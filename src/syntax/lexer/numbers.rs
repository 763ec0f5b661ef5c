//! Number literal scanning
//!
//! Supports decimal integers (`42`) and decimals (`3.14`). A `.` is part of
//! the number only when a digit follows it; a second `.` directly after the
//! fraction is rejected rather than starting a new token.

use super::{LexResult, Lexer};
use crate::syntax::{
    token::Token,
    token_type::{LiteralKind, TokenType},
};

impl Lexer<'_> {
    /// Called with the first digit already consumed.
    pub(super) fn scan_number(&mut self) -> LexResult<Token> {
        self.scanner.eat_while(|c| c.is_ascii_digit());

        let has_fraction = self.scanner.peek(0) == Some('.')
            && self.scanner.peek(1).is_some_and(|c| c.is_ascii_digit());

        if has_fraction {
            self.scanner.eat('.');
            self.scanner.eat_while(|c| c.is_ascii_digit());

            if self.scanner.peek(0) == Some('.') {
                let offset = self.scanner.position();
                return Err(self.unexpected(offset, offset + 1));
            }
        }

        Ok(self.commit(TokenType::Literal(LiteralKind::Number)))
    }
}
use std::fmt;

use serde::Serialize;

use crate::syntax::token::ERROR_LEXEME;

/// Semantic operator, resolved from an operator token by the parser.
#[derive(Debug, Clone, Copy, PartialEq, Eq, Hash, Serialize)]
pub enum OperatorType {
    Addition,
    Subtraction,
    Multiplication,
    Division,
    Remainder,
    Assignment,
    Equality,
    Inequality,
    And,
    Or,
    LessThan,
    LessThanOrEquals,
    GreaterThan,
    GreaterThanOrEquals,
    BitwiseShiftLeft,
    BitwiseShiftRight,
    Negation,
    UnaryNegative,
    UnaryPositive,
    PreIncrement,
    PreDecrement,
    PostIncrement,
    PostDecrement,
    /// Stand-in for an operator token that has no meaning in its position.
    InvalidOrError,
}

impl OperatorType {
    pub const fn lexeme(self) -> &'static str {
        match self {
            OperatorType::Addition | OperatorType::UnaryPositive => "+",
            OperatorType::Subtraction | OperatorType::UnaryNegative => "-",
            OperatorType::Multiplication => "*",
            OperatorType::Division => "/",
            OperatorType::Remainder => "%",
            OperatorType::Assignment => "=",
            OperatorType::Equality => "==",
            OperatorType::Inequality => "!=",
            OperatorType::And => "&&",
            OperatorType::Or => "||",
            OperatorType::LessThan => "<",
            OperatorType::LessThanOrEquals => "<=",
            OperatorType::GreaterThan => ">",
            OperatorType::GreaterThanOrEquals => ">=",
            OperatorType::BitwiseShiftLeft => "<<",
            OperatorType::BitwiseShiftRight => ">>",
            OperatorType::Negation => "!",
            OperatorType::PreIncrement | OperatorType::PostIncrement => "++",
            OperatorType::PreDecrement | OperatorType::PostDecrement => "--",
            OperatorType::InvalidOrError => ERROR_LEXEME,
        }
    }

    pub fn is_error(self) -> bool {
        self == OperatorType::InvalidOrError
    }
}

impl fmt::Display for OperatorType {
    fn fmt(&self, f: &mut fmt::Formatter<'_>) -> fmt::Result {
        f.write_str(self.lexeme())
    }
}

**What you should do**
Copy each line from the records above that includes the string "crate".

**Exercise response**
use crate::syntax::{
use crate::syntax::token::ERROR_LEXEME;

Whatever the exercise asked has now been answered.